For global markets, the British referendum decision is done and dusted -- investors are selling first and asking questions later. But it's not as binary an outcome as the hedge funds' bets suggest.
Voters will have time to repent their decision to leave the European Union at their leisure. Prime Minister David Cameron, who said on Friday he will step down by October, is leaving it to his successor to start the formal process of leaving the EU and the years of negotiation that will likely bring.
In the meantime, the greater the market turmoil, the greater the chances public opinion will change -- and that Britain could even remain in the EU, or at least try again to renegotiate the terms of its membership.
Friday has already been brutal: the pound has hit a three-decade low, the country's AAA credit rating is at risk, and the country's benchmark FTSE 100 Index fell at one point by the most since the financial crisis of 2008.
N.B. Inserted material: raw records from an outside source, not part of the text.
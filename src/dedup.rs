//! Natural keys and duplicate resolution.
//!
//! A record is identified by its natural key within its collection:
//! - articles: the source URL reduced to `scheme://host/path`
//! - projects: lowercased `owner/repo`
//!
//! Before persisting, the gate looks the key up and decides between
//! inserting, updating the existing record, or rejecting the item.

use crate::error::{ConfigError, DuplicateError, StorageError};
use crate::models::{Collection, RecordId};
use crate::store::CatalogStore;
use serde::{Deserialize, Serialize};
use tracing::debug;
use url::Url;

/// What to do when a natural key is already stored.
#[derive(Debug, Clone, Copy, Default, PartialEq, Eq, Serialize, Deserialize)]
#[serde(rename_all = "snake_case")]
pub enum DedupPolicy {
    /// Overwrite the stored record (re-sync).
    #[default]
    Upsert,
    /// Leave the stored record alone and report a duplicate.
    SkipExisting,
}

#[derive(Debug, Clone, PartialEq, Eq)]
pub enum Resolution {
    Insert,
    UpdateExisting(RecordId),
    Reject(DuplicateError),
}

/// Parse an http(s) URL, rejecting anything without a host.
pub fn parse_source_url(url: &str) -> Result<Url, ConfigError> {
    let parsed = Url::parse(url.trim()).map_err(|_| ConfigError::InvalidSourceUrl(url.to_string()))?;
    match parsed.scheme() {
        "http" | "https" if parsed.host_str().is_some_and(|h| !h.is_empty()) => Ok(parsed),
        _ => Err(ConfigError::InvalidSourceUrl(url.to_string())),
    }
}

/// Article key: `scheme://host/path`, host lowercased, no query, no
/// fragment, no trailing slash.
pub fn article_key(url: &Url) -> String {
    let host = url.host_str().unwrap_or_default().to_ascii_lowercase();
    let port = url.port().map(|p| format!(":{p}")).unwrap_or_default();
    let path = url.path().trim_end_matches('/');
    format!("{}://{}{}{}", url.scheme(), host, port, path)
}

pub fn normalize_article_url(url: &str) -> Result<String, ConfigError> {
    parse_source_url(url).map(|parsed| article_key(&parsed))
}

/// Decide what happens to `natural_key` given what is already stored.
pub fn resolve(
    policy: DedupPolicy,
    collection: Collection,
    natural_key: &str,
    existing: Option<RecordId>,
) -> Resolution {
    match (existing, policy) {
        (None, _) => Resolution::Insert,
        (Some(id), DedupPolicy::Upsert) => Resolution::UpdateExisting(id),
        (Some(_), DedupPolicy::SkipExisting) => Resolution::Reject(DuplicateError {
            collection,
            natural_key: natural_key.to_string(),
        }),
    }
}

/// [`resolve`] against a live store.
#[derive(Debug, Clone, Copy, Default)]
pub struct DedupGate {
    policy: DedupPolicy,
}

impl DedupGate {
    pub fn new(policy: DedupPolicy) -> Self {
        Self { policy }
    }

    pub async fn check<S: CatalogStore>(
        &self,
        store: &S,
        collection: Collection,
        natural_key: &str,
    ) -> Result<Resolution, StorageError> {
        let existing = store
            .find_by_natural_key(collection, natural_key)
            .await?
            .map(|stored| stored.id);
        let resolution = resolve(self.policy, collection, natural_key, existing);
        debug!(%collection, natural_key, ?resolution, "Resolved natural key");
        Ok(resolution)
    }
}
There's still the risk funding for banks could still dry up -- just look at how the three-month FRA/OIS spread has widened. Little wonder the Bank of England has already had to reassure the market it will take all steps to assure stability.
That's all within less than 12 hours of the vote. The risk is that over the next three months, investment dries up, banks retrench, companies and consumers cut spending and the government is forced to implement further austerity measures.
That may force Cameron's successor to opt for compromise over chaos, or push European leaders to a less punitive settlement. Deutsche Bank CEO John Cryan said on Friday Brexit's consequences are negative for all sides.
An analysis by Credit Suisse economists earlier this week shows just how many possible ways a Leave vote in the referendum could still fail to bring about a Brexit. A Conservative Party leadership election could trigger a party split, leading to a general election. Cameron's successor could still put the terms of Britain's departure from the EU to a second referendum.
The chances are slim -- but severe dislocation in the markets and economy could increase the chances of Britain staying put. Rabobank strategists reckon disregarding voters' "clear wishes" would be politically unfeasible.
Call it a second clash between will of the market and the will of the people. But in the rematch, the result may be different.
This column does not necessarily reflect the opinion of Bloomberg LP and its owners.